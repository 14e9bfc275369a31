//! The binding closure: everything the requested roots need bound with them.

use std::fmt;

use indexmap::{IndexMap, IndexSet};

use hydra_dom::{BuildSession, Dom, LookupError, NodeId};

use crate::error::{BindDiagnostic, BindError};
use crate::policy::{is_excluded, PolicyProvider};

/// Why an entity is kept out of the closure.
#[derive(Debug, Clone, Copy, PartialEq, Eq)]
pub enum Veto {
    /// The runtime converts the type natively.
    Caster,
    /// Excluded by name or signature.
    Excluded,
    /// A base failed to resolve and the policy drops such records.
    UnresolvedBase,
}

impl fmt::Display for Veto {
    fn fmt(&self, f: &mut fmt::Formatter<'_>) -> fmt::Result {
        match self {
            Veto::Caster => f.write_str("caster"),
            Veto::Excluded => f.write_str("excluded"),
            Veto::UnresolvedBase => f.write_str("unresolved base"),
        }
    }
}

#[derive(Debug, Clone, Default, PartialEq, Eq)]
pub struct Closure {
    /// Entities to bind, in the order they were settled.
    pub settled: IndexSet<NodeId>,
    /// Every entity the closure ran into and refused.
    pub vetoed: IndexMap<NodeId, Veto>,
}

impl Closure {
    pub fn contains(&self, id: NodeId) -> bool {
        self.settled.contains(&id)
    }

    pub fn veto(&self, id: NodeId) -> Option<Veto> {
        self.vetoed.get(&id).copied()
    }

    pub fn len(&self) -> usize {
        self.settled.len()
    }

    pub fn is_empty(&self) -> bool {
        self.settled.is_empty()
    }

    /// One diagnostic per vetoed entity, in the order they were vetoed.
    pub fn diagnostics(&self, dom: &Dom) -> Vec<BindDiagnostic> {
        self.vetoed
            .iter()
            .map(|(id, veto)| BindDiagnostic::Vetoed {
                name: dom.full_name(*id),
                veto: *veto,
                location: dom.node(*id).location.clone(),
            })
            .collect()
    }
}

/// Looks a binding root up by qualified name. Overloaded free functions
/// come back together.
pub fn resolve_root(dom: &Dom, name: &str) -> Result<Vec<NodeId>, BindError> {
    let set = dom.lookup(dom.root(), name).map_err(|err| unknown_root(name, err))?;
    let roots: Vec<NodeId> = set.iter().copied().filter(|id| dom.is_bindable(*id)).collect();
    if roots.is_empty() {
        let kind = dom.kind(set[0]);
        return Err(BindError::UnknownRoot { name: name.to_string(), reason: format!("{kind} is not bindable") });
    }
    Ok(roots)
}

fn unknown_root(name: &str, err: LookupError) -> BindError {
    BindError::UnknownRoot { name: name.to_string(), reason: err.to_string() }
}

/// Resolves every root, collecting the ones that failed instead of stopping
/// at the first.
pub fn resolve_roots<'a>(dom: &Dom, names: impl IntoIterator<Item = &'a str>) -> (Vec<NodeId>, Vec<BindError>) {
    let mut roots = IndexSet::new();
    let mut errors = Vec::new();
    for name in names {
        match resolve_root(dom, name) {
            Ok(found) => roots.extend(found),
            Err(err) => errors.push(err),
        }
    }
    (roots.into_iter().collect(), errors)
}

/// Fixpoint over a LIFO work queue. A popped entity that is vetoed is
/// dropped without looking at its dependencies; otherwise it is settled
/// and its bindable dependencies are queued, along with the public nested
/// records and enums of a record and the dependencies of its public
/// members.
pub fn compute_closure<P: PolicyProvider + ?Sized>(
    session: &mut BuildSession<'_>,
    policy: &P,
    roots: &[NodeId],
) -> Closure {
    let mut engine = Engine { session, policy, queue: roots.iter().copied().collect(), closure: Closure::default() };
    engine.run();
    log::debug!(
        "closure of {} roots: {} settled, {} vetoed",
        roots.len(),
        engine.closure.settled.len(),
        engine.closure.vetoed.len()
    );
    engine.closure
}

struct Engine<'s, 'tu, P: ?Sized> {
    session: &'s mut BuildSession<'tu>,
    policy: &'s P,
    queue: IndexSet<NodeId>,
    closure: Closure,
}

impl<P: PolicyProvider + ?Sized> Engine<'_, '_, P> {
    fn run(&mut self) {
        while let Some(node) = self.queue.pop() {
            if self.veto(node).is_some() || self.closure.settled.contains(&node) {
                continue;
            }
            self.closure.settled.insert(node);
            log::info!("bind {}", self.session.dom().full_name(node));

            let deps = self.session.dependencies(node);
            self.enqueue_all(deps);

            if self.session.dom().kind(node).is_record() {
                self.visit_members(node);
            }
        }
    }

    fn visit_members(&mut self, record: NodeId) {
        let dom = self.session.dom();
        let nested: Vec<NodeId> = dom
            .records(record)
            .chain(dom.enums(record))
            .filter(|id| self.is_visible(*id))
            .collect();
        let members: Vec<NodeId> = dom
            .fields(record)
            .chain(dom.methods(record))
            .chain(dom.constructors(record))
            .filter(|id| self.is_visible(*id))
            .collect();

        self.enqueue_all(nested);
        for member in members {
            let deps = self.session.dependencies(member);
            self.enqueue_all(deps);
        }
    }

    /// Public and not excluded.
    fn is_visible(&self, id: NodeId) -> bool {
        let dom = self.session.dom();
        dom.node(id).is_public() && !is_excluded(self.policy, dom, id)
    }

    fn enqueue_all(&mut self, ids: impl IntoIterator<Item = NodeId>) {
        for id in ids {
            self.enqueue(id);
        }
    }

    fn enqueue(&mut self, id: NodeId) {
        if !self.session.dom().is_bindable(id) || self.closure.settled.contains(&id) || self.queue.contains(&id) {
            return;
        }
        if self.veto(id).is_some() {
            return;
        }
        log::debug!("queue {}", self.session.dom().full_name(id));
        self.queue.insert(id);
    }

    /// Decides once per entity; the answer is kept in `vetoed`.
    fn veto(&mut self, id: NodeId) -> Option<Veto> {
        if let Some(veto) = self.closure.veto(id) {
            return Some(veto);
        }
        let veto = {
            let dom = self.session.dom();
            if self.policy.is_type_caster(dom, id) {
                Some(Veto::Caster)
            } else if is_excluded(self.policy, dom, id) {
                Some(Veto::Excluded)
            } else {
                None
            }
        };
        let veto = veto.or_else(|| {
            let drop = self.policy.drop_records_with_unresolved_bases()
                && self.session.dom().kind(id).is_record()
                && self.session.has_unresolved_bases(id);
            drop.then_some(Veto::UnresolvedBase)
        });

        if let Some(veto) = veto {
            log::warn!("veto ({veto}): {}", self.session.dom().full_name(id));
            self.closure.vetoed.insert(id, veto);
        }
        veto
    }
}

▬▬▬▬▬▬

EXERCISE DIRECTIONS: Quote the data above from the line containing "into and refused." to the line containing "pub fn diagnostics(&self, dom: &Dom)", inclusive, and stop.

SOLUTION TO THIS TASK:
    /// Every entity the closure ran into and refused.
    pub vetoed: IndexMap<NodeId, Veto>,
}

impl Closure {
    pub fn contains(&self, id: NodeId) -> bool {
        self.settled.contains(&id)
    }

    pub fn veto(&self, id: NodeId) -> Option<Veto> {
        self.vetoed.get(&id).copied()
    }

    pub fn len(&self) -> usize {
        self.settled.len()
    }

    pub fn is_empty(&self) -> bool {
        self.settled.is_empty()
    }

    /// One diagnostic per vetoed entity, in the order they were vetoed.
    pub fn diagnostics(&self, dom: &Dom) -> Vec<BindDiagnostic> {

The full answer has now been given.